L’erba del Vecino
Se l’immaginifico Lucchetta tende le corde vocali come le corde di un’arpa per chiosare le imprese dei pallavolisti azzurri a colpi di metafore («un attacco all’azoto liquido»), diventa un idolo della tv e i fan gli scrivono: «Lucchetta, commentami la vita». Ma se i telecronisti Trevisan e Adani esaltano con altrettanto vigore la vittoria in rimonta dell’inter di Vecino contro il Tottenham, in molti li accusano di retorica e partigianeria. La differenza non è solo che la pallavolo è meno divisiva del calcio, ma che Lucchetta si occupa di una pietanza tiepida, la Nazionale: qualcosa che è di tutti e di nessuno, come lo Stato. Mentre Trevisan e Adani maneggiano carne viva: il campanile. L’italia è un sentimento affettuoso e blando. Il campanile, una malattia amorosa che si esprime nel provare gioia per le disgrazie altrui.
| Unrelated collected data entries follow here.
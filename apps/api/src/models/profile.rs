use std::collections::BTreeSet;
use std::str::FromStr;

use chrono::{DateTime, Utc};
use serde::{Deserialize, Serialize};
use sqlx::FromRow;
use tracing::debug;

use crate::matching::types::Candidate;

/// Row shape of the read-only `professionals` table owned by the profile service.
#[derive(Debug, Clone, Serialize, Deserialize, FromRow)]
pub struct ProfessionalRow {
    pub id: String,
    pub name: String,
    pub title: String,
    pub location: Option<String>,
    pub years_experience: f64,
    pub rate_per_hour: Option<f64>,
    pub rating: f64,
    pub languages: Vec<String>,
    pub formats_supported: Vec<String>,
    pub expertise_tags: Vec<String>,
    pub certifications: Vec<String>,
    pub sector_affinity: Vec<String>,
    pub updated_at: DateTime<Utc>,
}

impl From<ProfessionalRow> for Candidate {
    /// Unknown language or format strings are dropped; the scorer treats the
    /// remaining set as authoritative.
    fn from(row: ProfessionalRow) -> Self {
        let languages = parse_all(&row.id, "language", &row.languages);
        let formats_supported = parse_all(&row.id, "format", &row.formats_supported);

        Candidate {
            id: row.id,
            name: row.name,
            title: row.title,
            location: row.location.filter(|l| !l.trim().is_empty()),
            years_experience: row.years_experience,
            rate_per_hour: row.rate_per_hour,
            rating: row.rating,
            languages,
            formats_supported,
            expertise_tags: row
                .expertise_tags
                .into_iter()
                .map(|t| t.trim().to_string())
                .filter(|t| !t.is_empty())
                .collect(),
            certifications: row.certifications,
            sector_affinity: row
                .sector_affinity
                .into_iter()
                .map(|s| s.trim().to_string())
                .filter(|s| !s.is_empty())
                .collect(),
        }
    }
}

fn parse_all<T: FromStr + Ord>(id: &str, field: &str, raw: &[String]) -> BTreeSet<T> {
    raw.iter()
        .filter_map(|value| match value.parse::<T>() {
            Ok(parsed) => Some(parsed),
            Err(_) => {
                debug!(candidate_id = id, field, value = value.as_str(), "Dropping unrecognised profile value");
                None
            }
        })
        .collect()
}

#[cfg(test)]
mod tests {
    use super::*;
    use crate::matching::types::{DeliveryFormat, Language};

    #[test]
    fn test_row_converts_and_drops_unknown_values() {
        let row = ProfessionalRow {
            id: "p-1".to_string(),
            name: "Huda".to_string(),
            title: "HSE Trainer".to_string(),
            location: Some("  ".to_string()),
            years_experience: 9.0,
            rate_per_hour: Some(200.0),
            rating: 4.8,
            languages: vec!["english".into(), "Arabic".into(), "French".into()],
            formats_supported: vec!["in-person".into(), "webinar".into()],
            expertise_tags: vec![" NEBOSH ".into(), "".into()],
            certifications: vec!["IOSH".into()],
            sector_affinity: vec!["oil-gas".into(), " ".into()],
            updated_at: Utc::now(),
        };

        let candidate = Candidate::from(row);
        assert_eq!(candidate.location, None);
        assert_eq!(
            candidate.languages,
            BTreeSet::from([Language::English, Language::Arabic])
        );
        assert_eq!(
            candidate.formats_supported,
            BTreeSet::from([DeliveryFormat::InPerson])
        );
        assert_eq!(candidate.expertise_tags, BTreeSet::from(["NEBOSH".to_string()]));
        assert_eq!(candidate.sector_affinity, BTreeSet::from(["oil-gas".to_string()]));
    }
}
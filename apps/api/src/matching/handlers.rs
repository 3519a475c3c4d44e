//! Axum route handlers for the Matching API.

use axum::{
    extract::{rejection::JsonRejection, Path, State},
    http::StatusCode,
    Json,
};
use serde::{Deserialize, Serialize};

use crate::errors::AppError;
use crate::matching::error::MatchError;
use crate::matching::jobs::JobPosting;
use crate::matching::ranking::DEFAULT_TOP_K;
use crate::matching::suggestions::{PartialRequirement, SuggestionBatch};
use crate::matching::types::{RecommendationSet, Requirement};
use crate::state::AppState;
use crate::taxonomy::Sector;

// ────────────────────────────────────────────────────────────────────────────
// Request / Response types
// ────────────────────────────────────────────────────────────────────────────

/// Enum fields arrive as strings and are parsed here, so a bad value is a 400
/// with a readable message. Bodies that fail to deserialize at all (missing
/// field, negative `top_k`) are mapped to the same 400 by `AppError`.
#[derive(Debug, Deserialize)]
pub struct SearchRequest {
    pub sector: String,
    pub training_type: String,
    pub preferred_language: String,
    pub format: String,
    pub experience_level: String,
    #[serde(default)]
    pub budget_per_hour: Option<f64>,
    #[serde(default)]
    pub timeframe: Option<String>,
    #[serde(default)]
    pub specific_skills: Vec<String>,
    #[serde(default)]
    pub location: Option<String>,
    #[serde(default)]
    pub top_k: Option<usize>,
}

impl SearchRequest {
    fn into_requirement(self) -> Result<(Requirement, usize), MatchError> {
        let requirement = Requirement {
            sector: self.sector.trim().to_string(),
            training_type: self.training_type,
            preferred_language: self.preferred_language.parse()?,
            format: self.format.parse()?,
            experience_level: self.experience_level.parse()?,
            budget_per_hour: self.budget_per_hour,
            timeframe: self.timeframe.filter(|t| !t.trim().is_empty()),
            specific_skills: self
                .specific_skills
                .into_iter()
                .map(|s| s.trim().to_string())
                .filter(|s| !s.is_empty())
                .collect(),
            location: self.location.filter(|l| !l.trim().is_empty()),
        };
        Ok((requirement, self.top_k.unwrap_or(DEFAULT_TOP_K)))
    }
}

#[derive(Debug, Deserialize)]
pub struct SuggestRequest {
    pub sector: String,
    #[serde(default)]
    pub training_type: Option<String>,
    #[serde(default)]
    pub preferred_language: Option<String>,
    #[serde(default)]
    pub format: Option<String>,
    #[serde(default)]
    pub experience_level: Option<String>,
    #[serde(default)]
    pub budget_per_hour: Option<f64>,
    #[serde(default)]
    pub specific_skills: Vec<String>,
    #[serde(default)]
    pub location: Option<String>,
}

impl SuggestRequest {
    fn into_partial(self) -> Result<PartialRequirement, MatchError> {
        // Half-typed drafts: blank strings count as "not chosen yet".
        fn chosen(value: Option<String>) -> Option<String> {
            value.filter(|v| !v.trim().is_empty())
        }

        Ok(PartialRequirement {
            sector: self.sector.trim().to_string(),
            training_type: chosen(self.training_type),
            preferred_language: chosen(self.preferred_language)
                .map(|v| v.parse())
                .transpose()?,
            format: chosen(self.format).map(|v| v.parse()).transpose()?,
            experience_level: chosen(self.experience_level)
                .map(|v| v.parse())
                .transpose()?,
            budget_per_hour: self.budget_per_hour,
            specific_skills: self
                .specific_skills
                .into_iter()
                .map(|s| s.trim().to_string())
                .filter(|s| !s.is_empty())
                .collect(),
            location: chosen(self.location),
        })
    }
}

#[derive(Debug, Deserialize)]
pub struct JobMatchRequest {
    pub sector: String,
    pub title: String,
    #[serde(default)]
    pub required_skills: Vec<String>,
    #[serde(default)]
    pub location: Option<String>,
    pub format: String,
    pub experience_level: String,
    pub language: String,
    #[serde(default)]
    pub hourly_budget: Option<f64>,
    #[serde(default)]
    pub top_k: Option<usize>,
}

impl JobMatchRequest {
    fn into_posting(self) -> Result<(JobPosting, usize), MatchError> {
        let posting = JobPosting {
            sector: self.sector.trim().to_string(),
            title: self.title,
            required_skills: self.required_skills,
            location: self.location,
            format: self.format.parse()?,
            experience_level: self.experience_level.parse()?,
            language: self.language.parse()?,
            hourly_budget: self.hourly_budget,
        };
        Ok((posting, self.top_k.unwrap_or(DEFAULT_TOP_K)))
    }
}

#[derive(Debug, Serialize)]
pub struct SectorsResponse {
    pub sectors: Vec<Sector>,
}

#[derive(Debug, Serialize)]
pub struct InvalidateResponse {
    pub status: &'static str,
    pub index_version: u64,
}

// ────────────────────────────────────────────────────────────────────────────
// Handlers
// ────────────────────────────────────────────────────────────────────────────

/// GET /api/v1/sectors
pub async fn handle_list_sectors(State(state): State<AppState>) -> Json<SectorsResponse> {
    Json(SectorsResponse {
        sectors: state.taxonomy.list_sectors().to_vec(),
    })
}

/// GET /api/v1/sectors/:id
pub async fn handle_get_sector(
    State(state): State<AppState>,
    Path(id): Path<String>,
) -> Result<Json<Sector>, AppError> {
    Ok(Json(state.taxonomy.get_sector(&id)?.clone()))
}

/// POST /api/v1/recommendations
///
/// Full ranked search. Served scores are remembered so later feedback can be
/// correlated with them.
pub async fn handle_recommend(
    State(state): State<AppState>,
    payload: Result<Json<SearchRequest>, JsonRejection>,
) -> Result<Json<RecommendationSet>, AppError> {
    let Json(request) = payload?;
    let (requirement, top_k) = request.into_requirement()?;
    let set = run_ranking(&state, requirement, top_k).await?;
    state.feedback.remember(&set);
    Ok(Json(set))
}

/// POST /api/v1/recommendations/suggest
///
/// Top-3 preview for a requirement still being drafted. Poll at `poll_after_secs`.
pub async fn handle_suggest(
    State(state): State<AppState>,
    payload: Result<Json<SuggestRequest>, JsonRejection>,
) -> Result<Json<SuggestionBatch>, AppError> {
    let Json(request) = payload?;
    let partial = request.into_partial()?;
    let suggestions = state.suggestions.clone();
    let batch = tokio::task::spawn_blocking(move || suggestions.suggest(partial))
        .await
        .map_err(|e| AppError::Internal(e.into()))??;
    Ok(Json(batch))
}

/// POST /api/v1/jobs/match
///
/// Ranks candidates against a job posting through the same engine.
pub async fn handle_job_match(
    State(state): State<AppState>,
    payload: Result<Json<JobMatchRequest>, JsonRejection>,
) -> Result<Json<RecommendationSet>, AppError> {
    let Json(request) = payload?;
    let (posting, top_k) = request.into_posting()?;
    let set = run_ranking(&state, Requirement::from(posting), top_k).await?;
    state.feedback.remember(&set);
    Ok(Json(set))
}

/// POST /api/v1/index/invalidate
///
/// Asks the background refresher to reload profiles now. Returns immediately.
pub async fn handle_invalidate_index(
    State(state): State<AppState>,
) -> (StatusCode, Json<InvalidateResponse>) {
    state.index.invalidate();
    (
        StatusCode::ACCEPTED,
        Json(InvalidateResponse {
            status: "refresh_scheduled",
            index_version: state.index.snapshot().version,
        }),
    )
}

/// Scoring is CPU-bound; keep it off the async workers.
async fn run_ranking(
    state: &AppState,
    requirement: Requirement,
    top_k: usize,
) -> Result<RecommendationSet, AppError> {
    let ranking = state.ranking.clone();
    let set = tokio::task::spawn_blocking(move || ranking.recommend(requirement, top_k))
        .await
        .map_err(|e| AppError::Internal(e.into()))??;
    Ok(set)
}
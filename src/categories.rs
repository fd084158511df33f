//! Category resolution and live place counts
//!
//! `place_count` is always a live projection over approved places, computed
//! at query time from the junction table. It is never cached, so it can
//! never drift from actual approved-place membership.

use crate::error::ServiceError;
use crate::orm::categories::{self, CategoryKind};
use crate::orm::{place_categories, places};
use crate::places::query::{Page, Pagination, SortDirection};
use sea_orm::{entity::*, query::*, ConnectionTrait, FromQueryResult};
use serde::Serialize;
use std::collections::HashMap;

/// A category joined with its live approved-place count
#[derive(Debug, Clone, Serialize)]
pub struct CategoryWithCount {
    #[serde(flatten)]
    pub category: categories::Model,
    pub place_count: i64,
}

/// Optional constraints on the category listing
#[derive(Debug, Clone, Default)]
pub struct CategoryFilter {
    pub kind: Option<CategoryKind>,
}

#[derive(Debug, Clone, Copy, PartialEq, Eq)]
pub enum CategorySortField {
    PlaceCount,
    Name,
    CreatedAt,
}

#[derive(Debug, Clone, Copy, PartialEq, Eq)]
pub struct CategorySort {
    pub field: CategorySortField,
    pub direction: SortDirection,
}

impl Default for CategorySort {
    /// Popular categories first; ties broken by name for a stable order
    fn default() -> Self {
        Self {
            field: CategorySortField::PlaceCount,
            direction: SortDirection::Desc,
        }
    }
}

/// Resolve category slugs to their full records, all-or-nothing.
///
/// Fails `NotFound` naming every slug that does not exist. The returned
/// list preserves the input order (first occurrence wins for duplicates).
pub async fn resolve_slugs<C: ConnectionTrait>(
    db: &C,
    slugs: &[String],
) -> Result<Vec<categories::Model>, ServiceError> {
    if slugs.is_empty() {
        return Ok(Vec::new());
    }

    let found = categories::Entity::find()
        .filter(categories::Column::Slug.is_in(slugs.iter().map(String::as_str)))
        .all(db)
        .await?;
    let by_slug: HashMap<&str, &categories::Model> =
        found.iter().map(|c| (c.slug.as_str(), c)).collect();

    let missing: Vec<&str> = slugs
        .iter()
        .map(String::as_str)
        .filter(|slug| !by_slug.contains_key(slug))
        .collect();
    if !missing.is_empty() {
        return Err(ServiceError::NotFound(format!(
            "Unknown categories: {}",
            missing.join(", ")
        )));
    }

    let mut seen: Vec<&str> = Vec::new();
    let mut ordered = Vec::with_capacity(slugs.len());
    for slug in slugs {
        if !seen.contains(&slug.as_str()) {
            seen.push(slug);
            ordered.push((*by_slug[slug.as_str()]).clone());
        }
    }
    Ok(ordered)
}

/// Resolve slugs for listing filters: unknown slugs are silently dropped
/// rather than erroring out the whole listing. Returns identifiers only.
pub async fn resolve_slugs_permissive<C: ConnectionTrait>(
    db: &C,
    slugs: &[String],
) -> Result<Vec<i32>, ServiceError> {
    if slugs.is_empty() {
        return Ok(Vec::new());
    }
    let found = categories::Entity::find()
        .filter(categories::Column::Slug.is_in(slugs.iter().map(String::as_str)))
        .all(db)
        .await?;
    Ok(found.into_iter().map(|c| c.id).collect())
}

#[derive(Debug, FromQueryResult)]
struct CountRow {
    category_id: i32,
    place_count: i64,
}

/// Count distinct approved places per category, straight off the live data
async fn approved_place_counts<C: ConnectionTrait>(
    db: &C,
) -> Result<HashMap<i32, i64>, ServiceError> {
    let rows: Vec<CountRow> = place_categories::Entity::find()
        .select_only()
        .column(place_categories::Column::CategoryId)
        .column_as(place_categories::Column::PlaceId.count(), "place_count")
        .join(JoinType::InnerJoin, place_categories::Relation::Place.def())
        .filter(places::Column::ApprovalStatus.eq(places::ApprovalStatus::Approved))
        .group_by(place_categories::Column::CategoryId)
        .into_model()
        .all(db)
        .await?;
    Ok(rows
        .into_iter()
        .map(|row| (row.category_id, row.place_count))
        .collect())
}

/// Sort merged rows by the requested field; name ascending always breaks
/// ties so the order is total and pagination stays stable.
fn sort_rows(rows: &mut [CategoryWithCount], sort: CategorySort) {
    rows.sort_by(|a, b| {
        let primary = match sort.field {
            CategorySortField::PlaceCount => a.place_count.cmp(&b.place_count),
            CategorySortField::Name => a.category.name.cmp(&b.category.name),
            CategorySortField::CreatedAt => a.category.created_at.cmp(&b.category.created_at),
        };
        let primary = match sort.direction {
            SortDirection::Asc => primary,
            SortDirection::Desc => primary.reverse(),
        };
        primary.then_with(|| a.category.name.cmp(&b.category.name))
    });
}

/// List categories with live `place_count`, sorted and paginated.
///
/// Categories with no approved places report 0. The count set and the
/// category set come from the same request, so a place that just left the
/// approved state is excluded immediately.
pub async fn place_counts<C: ConnectionTrait>(
    db: &C,
    filter: &CategoryFilter,
    pagination: Pagination,
    sort: CategorySort,
) -> Result<Page<CategoryWithCount>, ServiceError> {
    let mut select = categories::Entity::find();
    if let Some(kind) = &filter.kind {
        select = select.filter(categories::Column::Kind.eq(kind.clone()));
    }
    let all = select.all(db).await?;
    let counts = approved_place_counts(db).await?;

    let mut rows: Vec<CategoryWithCount> = all
        .into_iter()
        .map(|category| {
            let place_count = counts.get(&category.id).copied().unwrap_or(0);
            CategoryWithCount {
                category,
                place_count,
            }
        })
        .collect();
    sort_rows(&mut rows, sort);

    let total_results = rows.len() as u64;
    let items = rows
        .into_iter()
        .skip(pagination.offset() as usize)
        .take(pagination.limit as usize)
        .collect();

    Ok(Page::new(items, pagination, total_results))
}
//! End-to-end moderation gate tests for the place write path
//!
//! These install the process-global word index, so they run serially.

mod common;

use common::{place_model, word_model};
use phin::error::ServiceError;
use phin::orm::places::ApprovalStatus;
use phin::orm::restricted_words::Severity;
use phin::places::{self, NewPlace};
use phin::word_filter::{install_index, WordIndex};
use sea_orm::{DatabaseBackend, MockDatabase};
use serial_test::serial;

fn install_test_index() {
    install_index(WordIndex::from_entries(vec![
        word_model(1, "cặc", Severity::Ban, None),
        word_model(2, "đm", Severity::Warn, Some("đ*")),
    ]));
}

fn new_place(name: &str, description: &str) -> NewPlace {
    NewPlace {
        name: name.to_owned(),
        description: Some(description.to_owned()),
        address: None,
        category_slugs: vec![],
    }
}

#[actix_rt::test]
#[serial]
async fn test_banned_word_rejects_create_and_persists_nothing() {
    install_test_index();
    // No query or exec results are queued: any database access would fail
    // the test, proving the gate rejects before anything is written.
    let db = MockDatabase::new(DatabaseBackend::Postgres).into_connection();

    let err = places::create_place(&db, new_place("Cozy Cafe", "quán cặc nhất quận 3"), 1)
        .await
        .unwrap_err();

    match err {
        ServiceError::ContentRejected { words } => {
            assert_eq!(words, vec!["cặc".to_owned()]);
        }
        other => panic!("expected ContentRejected, got {:?}", other),
    }
}

#[actix_rt::test]
#[serial]
async fn test_banned_word_in_name_rejects_update() {
    install_test_index();
    let db = MockDatabase::new(DatabaseBackend::Postgres)
        .append_query_results([vec![place_model(5, "Cozy Cafe", ApprovalStatus::Approved)]])
        .into_connection();

    let input = places::UpdatePlace {
        description: Some("giá cặc quá".to_owned()),
        ..Default::default()
    };
    let err = places::update_place(&db, 5, input, 1, false)
        .await
        .unwrap_err();
    assert!(matches!(err, ServiceError::ContentRejected { .. }));
}

#[actix_rt::test]
#[serial]
async fn test_warn_word_is_rewritten_and_place_persists() {
    install_test_index();

    let mut stored = place_model(7, "Cozy Cafe", ApprovalStatus::Pending);
    stored.description = Some("ngon nhưng đ* đắt".to_owned());

    let db = MockDatabase::new(DatabaseBackend::Postgres)
        // Slug uniqueness probe finds no competitors
        .append_query_results([Vec::<phin::orm::places::Model>::new()])
        // INSERT ... RETURNING row
        .append_query_results([vec![stored]])
        .into_connection();

    let created = places::create_place(&db, new_place("Cozy Cafe", "ngon nhưng đm đắt"), 1)
        .await
        .expect("warn-class words must not block the write");

    assert_eq!(created.approval_status, ApprovalStatus::Pending);
    assert_eq!(created.description.as_deref(), Some("ngon nhưng đ* đắt"));

    // The sanitized text, not the submitted text, went to the store
    let log = db.into_transaction_log();
    let logged = format!("{:?}", log);
    assert!(logged.contains("đ* đắt"), "insert should carry the rewritten text");
    assert!(!logged.contains("đm đắt"), "raw warn word must not be persisted");
}

#[actix_rt::test]
#[serial]
async fn test_unknown_category_slug_fails_create() {
    install_test_index();
    let db = MockDatabase::new(DatabaseBackend::Postgres)
        // Slug resolution returns nothing
        .append_query_results([Vec::<phin::orm::categories::Model>::new()])
        .into_connection();

    let mut input = new_place("Cozy Cafe", "sạch sẽ");
    input.category_slugs = vec!["no-such-category".to_owned()];

    let err = places::create_place(&db, input, 1).await.unwrap_err();
    match err {
        ServiceError::NotFound(msg) => assert!(msg.contains("no-such-category")),
        other => panic!("expected NotFound, got {:?}", other),
    }
}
Si può discutere sulla perdita di freni inibitori che, dopo avere avvelenato i talk politici, ha contagiato le telecronache sportive nella convinzione che rappresenti un sintomo di sincerità. Però non illudiamoci che ad avere trovato irritante la telecronaca pro-interista sia stato un circolo zen. Erano semplicemente degli italiani che tifavano Tottenham. Così come ieri sera non pochi connazionali, al momento dell’espulsione di Ronaldo a Valencia, si saranno ricordati di avere dei parenti in quella città. E non interessa che la sconfitta di una squadra italiana affossi il prestigio dell’intero movimento. Da noi le opposizioni tifano sempre per i governi stranieri.